## Exercise prompt
Produce a verbatim copy of the entries listed below.

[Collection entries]
::::

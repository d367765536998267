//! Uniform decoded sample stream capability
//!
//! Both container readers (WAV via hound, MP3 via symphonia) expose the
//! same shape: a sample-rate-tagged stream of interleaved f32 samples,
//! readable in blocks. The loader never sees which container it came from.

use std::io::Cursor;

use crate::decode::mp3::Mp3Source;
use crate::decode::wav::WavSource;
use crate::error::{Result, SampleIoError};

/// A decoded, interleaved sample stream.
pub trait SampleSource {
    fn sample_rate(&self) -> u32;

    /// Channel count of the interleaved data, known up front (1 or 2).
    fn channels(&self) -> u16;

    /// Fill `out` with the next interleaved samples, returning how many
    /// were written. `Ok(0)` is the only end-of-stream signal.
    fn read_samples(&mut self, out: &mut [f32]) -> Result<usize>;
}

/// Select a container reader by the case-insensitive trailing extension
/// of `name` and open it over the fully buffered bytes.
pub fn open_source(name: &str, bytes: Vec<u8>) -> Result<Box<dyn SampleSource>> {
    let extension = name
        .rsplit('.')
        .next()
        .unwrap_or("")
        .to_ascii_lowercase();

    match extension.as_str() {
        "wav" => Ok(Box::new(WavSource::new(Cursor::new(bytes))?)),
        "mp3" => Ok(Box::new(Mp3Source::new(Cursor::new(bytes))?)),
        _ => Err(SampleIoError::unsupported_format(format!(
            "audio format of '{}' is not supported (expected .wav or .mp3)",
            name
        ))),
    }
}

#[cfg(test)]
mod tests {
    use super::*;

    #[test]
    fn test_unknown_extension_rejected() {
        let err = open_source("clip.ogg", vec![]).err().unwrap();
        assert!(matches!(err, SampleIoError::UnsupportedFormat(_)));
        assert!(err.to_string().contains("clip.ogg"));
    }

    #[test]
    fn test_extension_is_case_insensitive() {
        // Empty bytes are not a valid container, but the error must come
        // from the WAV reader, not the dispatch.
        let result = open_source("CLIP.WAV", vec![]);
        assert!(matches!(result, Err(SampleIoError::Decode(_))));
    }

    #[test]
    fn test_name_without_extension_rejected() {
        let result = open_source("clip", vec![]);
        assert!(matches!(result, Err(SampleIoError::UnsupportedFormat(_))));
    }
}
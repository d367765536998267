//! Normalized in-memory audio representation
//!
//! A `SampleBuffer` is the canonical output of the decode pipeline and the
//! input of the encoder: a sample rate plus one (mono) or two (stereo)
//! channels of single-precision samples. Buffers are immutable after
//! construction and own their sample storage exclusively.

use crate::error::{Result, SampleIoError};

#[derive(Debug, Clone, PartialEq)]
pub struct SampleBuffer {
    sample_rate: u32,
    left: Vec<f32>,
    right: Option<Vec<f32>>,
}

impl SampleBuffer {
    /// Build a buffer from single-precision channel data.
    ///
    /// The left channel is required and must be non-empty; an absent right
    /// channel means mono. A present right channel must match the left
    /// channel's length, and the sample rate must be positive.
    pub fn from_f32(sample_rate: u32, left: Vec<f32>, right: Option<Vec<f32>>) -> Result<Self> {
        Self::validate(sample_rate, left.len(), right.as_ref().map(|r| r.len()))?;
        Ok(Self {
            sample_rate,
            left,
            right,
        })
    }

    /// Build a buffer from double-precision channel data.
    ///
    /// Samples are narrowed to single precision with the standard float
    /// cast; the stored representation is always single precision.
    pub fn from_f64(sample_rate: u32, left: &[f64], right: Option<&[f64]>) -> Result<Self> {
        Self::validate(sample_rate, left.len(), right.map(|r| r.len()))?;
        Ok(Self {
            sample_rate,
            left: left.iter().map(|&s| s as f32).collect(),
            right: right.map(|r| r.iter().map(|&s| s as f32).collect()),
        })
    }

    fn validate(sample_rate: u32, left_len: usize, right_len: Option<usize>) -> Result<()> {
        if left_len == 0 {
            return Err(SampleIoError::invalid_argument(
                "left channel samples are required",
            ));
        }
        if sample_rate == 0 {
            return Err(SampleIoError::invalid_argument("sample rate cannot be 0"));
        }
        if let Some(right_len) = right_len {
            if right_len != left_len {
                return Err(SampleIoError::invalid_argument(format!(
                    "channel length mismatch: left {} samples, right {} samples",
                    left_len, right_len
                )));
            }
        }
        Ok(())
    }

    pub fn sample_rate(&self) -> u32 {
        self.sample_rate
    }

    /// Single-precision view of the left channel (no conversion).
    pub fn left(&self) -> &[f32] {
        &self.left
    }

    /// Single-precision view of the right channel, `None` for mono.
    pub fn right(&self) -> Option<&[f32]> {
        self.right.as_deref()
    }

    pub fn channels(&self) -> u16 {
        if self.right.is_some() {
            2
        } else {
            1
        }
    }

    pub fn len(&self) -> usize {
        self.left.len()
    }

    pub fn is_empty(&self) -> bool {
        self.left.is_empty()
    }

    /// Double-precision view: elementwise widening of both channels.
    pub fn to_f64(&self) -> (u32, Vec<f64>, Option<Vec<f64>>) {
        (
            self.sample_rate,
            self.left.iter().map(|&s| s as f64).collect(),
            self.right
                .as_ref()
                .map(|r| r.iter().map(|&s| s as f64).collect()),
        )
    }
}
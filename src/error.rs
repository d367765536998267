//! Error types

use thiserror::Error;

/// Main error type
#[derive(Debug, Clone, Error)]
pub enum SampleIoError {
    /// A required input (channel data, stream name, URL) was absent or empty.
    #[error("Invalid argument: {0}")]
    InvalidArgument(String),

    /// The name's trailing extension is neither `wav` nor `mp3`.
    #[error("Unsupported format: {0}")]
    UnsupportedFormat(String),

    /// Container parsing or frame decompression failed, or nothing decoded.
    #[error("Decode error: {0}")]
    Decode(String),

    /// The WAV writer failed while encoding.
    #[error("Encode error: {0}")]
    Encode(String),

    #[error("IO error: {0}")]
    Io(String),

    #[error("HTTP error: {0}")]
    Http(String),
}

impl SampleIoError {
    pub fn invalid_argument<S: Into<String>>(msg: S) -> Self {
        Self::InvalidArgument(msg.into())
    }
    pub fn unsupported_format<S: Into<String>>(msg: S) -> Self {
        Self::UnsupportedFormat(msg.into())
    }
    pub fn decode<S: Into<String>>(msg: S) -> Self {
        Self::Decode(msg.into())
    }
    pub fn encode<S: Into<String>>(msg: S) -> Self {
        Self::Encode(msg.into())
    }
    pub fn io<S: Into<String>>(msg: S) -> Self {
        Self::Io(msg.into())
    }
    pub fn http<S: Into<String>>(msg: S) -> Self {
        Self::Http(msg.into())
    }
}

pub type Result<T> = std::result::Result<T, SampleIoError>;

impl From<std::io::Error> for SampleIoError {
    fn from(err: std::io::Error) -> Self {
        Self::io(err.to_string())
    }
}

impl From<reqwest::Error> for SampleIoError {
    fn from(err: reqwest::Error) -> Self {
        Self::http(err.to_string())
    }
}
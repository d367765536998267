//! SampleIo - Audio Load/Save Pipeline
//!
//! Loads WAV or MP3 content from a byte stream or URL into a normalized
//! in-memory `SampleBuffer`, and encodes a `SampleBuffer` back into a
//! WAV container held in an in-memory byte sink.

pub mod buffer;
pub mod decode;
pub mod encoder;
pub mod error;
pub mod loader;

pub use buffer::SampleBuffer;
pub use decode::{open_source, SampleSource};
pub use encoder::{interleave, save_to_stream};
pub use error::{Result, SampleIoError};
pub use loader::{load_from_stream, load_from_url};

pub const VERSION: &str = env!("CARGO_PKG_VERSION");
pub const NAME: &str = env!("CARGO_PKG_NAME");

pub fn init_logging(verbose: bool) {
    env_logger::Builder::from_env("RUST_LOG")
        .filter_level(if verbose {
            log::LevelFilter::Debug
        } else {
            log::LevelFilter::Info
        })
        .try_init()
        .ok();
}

::::

## Result of the task
repository d367765536998267
//! Uniform decoded sample stream capability
//!
//! Both container readers (WAV via hound, MP3 via symphonia) expose the
//! same shape: a sample-rate-tagged stream of interleaved f32 samples,
//! readable in blocks. The loader never sees which container it came from.

use std::io::Cursor;

use crate::decode::mp3::Mp3Source;
use crate::decode::wav::WavSource;
use crate::error::{Result, SampleIoError};

/// A decoded, interleaved sample stream.
pub trait SampleSource {
    fn sample_rate(&self) -> u32;

    /// Channel count of the interleaved data, known up front (1 or 2).
    fn channels(&self) -> u16;

    /// Fill `out` with the next interleaved samples, returning how many
    /// were written. `Ok(0)` is the only end-of-stream signal.
    fn read_samples(&mut self, out: &mut [f32]) -> Result<usize>;
}

/// Select a container reader by the case-insensitive trailing extension
/// of `name` and open it over the fully buffered bytes.
pub fn open_source(name: &str, bytes: Vec<u8>) -> Result<Box<dyn SampleSource>> {
    let extension = name
        .rsplit('.')
        .next()
        .unwrap_or("")
        .to_ascii_lowercase();

    match extension.as_str() {
        "wav" => Ok(Box::new(WavSource::new(Cursor::new(bytes))?)),
        "mp3" => Ok(Box::new(Mp3Source::new(Cursor::new(bytes))?)),
        _ => Err(SampleIoError::unsupported_format(format!(
            "audio format of '{}' is not supported (expected .wav or .mp3)",
            name
        ))),
    }
}

#[cfg(test)]
mod tests {
    use super::*;

    #[test]
    fn test_unknown_extension_rejected() {
        let err = open_source("clip.ogg", vec![]).err().unwrap();
        assert!(matches!(err, SampleIoError::UnsupportedFormat(_)));
        assert!(err.to_string().contains("clip.ogg"));
    }

    #[test]
    fn test_extension_is_case_insensitive() {
        // Empty bytes are not a valid container, but the error must come
        // from the WAV reader, not the dispatch.
        let result = open_source("CLIP.WAV", vec![]);
        assert!(matches!(result, Err(SampleIoError::Decode(_))));
    }

    #[test]
    fn test_name_without_extension_rejected() {
        let result = open_source("clip", vec![]);
        assert!(matches!(result, Err(SampleIoError::UnsupportedFormat(_))));
    }
}
repository d367765536998267
//! Normalized in-memory audio representation
//!
//! A `SampleBuffer` is the canonical output of the decode pipeline and the
//! input of the encoder: a sample rate plus one (mono) or two (stereo)
//! channels of single-precision samples. Buffers are immutable after
//! construction and own their sample storage exclusively.

use crate::error::{Result, SampleIoError};

#[derive(Debug, Clone, PartialEq)]
pub struct SampleBuffer {
    sample_rate: u32,
    left: Vec<f32>,
    right: Option<Vec<f32>>,
}

impl SampleBuffer {
    /// Build a buffer from single-precision channel data.
    ///
    /// The left channel is required and must be non-empty; an absent right
    /// channel means mono. A present right channel must match the left
    /// channel's length, and the sample rate must be positive.
    pub fn from_f32(sample_rate: u32, left: Vec<f32>, right: Option<Vec<f32>>) -> Result<Self> {
        Self::validate(sample_rate, left.len(), right.as_ref().map(|r| r.len()))?;
        Ok(Self {
            sample_rate,
            left,
            right,
        })
    }

    /// Build a buffer from double-precision channel data.
    ///
    /// Samples are narrowed to single precision with the standard float
    /// cast; the stored representation is always single precision.
    pub fn from_f64(sample_rate: u32, left: &[f64], right: Option<&[f64]>) -> Result<Self> {
        Self::validate(sample_rate, left.len(), right.map(|r| r.len()))?;
        Ok(Self {
            sample_rate,
            left: left.iter().map(|&s| s as f32).collect(),
            right: right.map(|r| r.iter().map(|&s| s as f32).collect()),
        })
    }

    fn validate(sample_rate: u32, left_len: usize, right_len: Option<usize>) -> Result<()> {
        if left_len == 0 {
            return Err(SampleIoError::invalid_argument(
                "left channel samples are required",
            ));
        }
        if sample_rate == 0 {
            return Err(SampleIoError::invalid_argument("sample rate cannot be 0"));
        }
        if let Some(right_len) = right_len {
            if right_len != left_len {
                return Err(SampleIoError::invalid_argument(format!(
                    "channel length mismatch: left {} samples, right {} samples",
                    left_len, right_len
                )));
            }
        }
        Ok(())
    }

    pub fn sample_rate(&self) -> u32 {
        self.sample_rate
    }

    /// Single-precision view of the left channel (no conversion).
    pub fn left(&self) -> &[f32] {
        &self.left
    }

    /// Single-precision view of the right channel, `None` for mono.
    pub fn right(&self) -> Option<&[f32]> {
        self.right.as_deref()
    }

    pub fn channels(&self) -> u16 {
        if self.right.is_some() {
            2
        } else {
            1
        }
    }

    pub fn len(&self) -> usize {
        self.left.len()
    }

    pub fn is_empty(&self) -> bool {
        self.left.is_empty()
    }

    /// Double-precision view: elementwise widening of both channels.
    pub fn to_f64(&self) -> (u32, Vec<f64>, Option<Vec<f64>>) {
        (
            self.sample_rate,
            self.left.iter().map(|&s| s as f64).collect(),
            self.right
                .as_ref()
                .map(|r| r.iter().map(|&s| s as f64).collect()),
        )
    }
}
filename src/error.rs
repository d367765536998267
//! Error types

use thiserror::Error;

/// Main error type
#[derive(Debug, Clone, Error)]
pub enum SampleIoError {
    /// A required input (channel data, stream name, URL) was absent or empty.
    #[error("Invalid argument: {0}")]
    InvalidArgument(String),

    /// The name's trailing extension is neither `wav` nor `mp3`.
    #[error("Unsupported format: {0}")]
    UnsupportedFormat(String),

    /// Container parsing or frame decompression failed, or nothing decoded.
    #[error("Decode error: {0}")]
    Decode(String),

    /// The WAV writer failed while encoding.
    #[error("Encode error: {0}")]
    Encode(String),

    #[error("IO error: {0}")]
    Io(String),

    #[error("HTTP error: {0}")]
    Http(String),
}

impl SampleIoError {
    pub fn invalid_argument<S: Into<String>>(msg: S) -> Self {
        Self::InvalidArgument(msg.into())
    }
    pub fn unsupported_format<S: Into<String>>(msg: S) -> Self {
        Self::UnsupportedFormat(msg.into())
    }
    pub fn decode<S: Into<String>>(msg: S) -> Self {
        Self::Decode(msg.into())
    }
    pub fn encode<S: Into<String>>(msg: S) -> Self {
        Self::Encode(msg.into())
    }
    pub fn io<S: Into<String>>(msg: S) -> Self {
        Self::Io(msg.into())
    }
    pub fn http<S: Into<String>>(msg: S) -> Self {
        Self::Http(msg.into())
    }
}

pub type Result<T> = std::result::Result<T, SampleIoError>;

impl From<std::io::Error> for SampleIoError {
    fn from(err: std::io::Error) -> Self {
        Self::io(err.to_string())
    }
}

impl From<reqwest::Error> for SampleIoError {
    fn from(err: reqwest::Error) -> Self {
        Self::http(err.to_string())
    }
}
repository d367765536998267
//! SampleIo - Audio Load/Save Pipeline
//!
//! Loads WAV or MP3 content from a byte stream or URL into a normalized
//! in-memory `SampleBuffer`, and encodes a `SampleBuffer` back into a
//! WAV container held in an in-memory byte sink.

pub mod buffer;
pub mod decode;
pub mod encoder;
pub mod error;
pub mod loader;

pub use buffer::SampleBuffer;
pub use decode::{open_source, SampleSource};
pub use encoder::{interleave, save_to_stream};
pub use error::{Result, SampleIoError};
pub use loader::{load_from_stream, load_from_url};

pub const VERSION: &str = env!("CARGO_PKG_VERSION");
pub const NAME: &str = env!("CARGO_PKG_NAME");

pub fn init_logging(verbose: bool) {
    env_logger::Builder::from_env("RUST_LOG")
        .filter_level(if verbose {
            log::LevelFilter::Debug
        } else {
            log::LevelFilter::Info
        })
        .try_init()
        .ok();
}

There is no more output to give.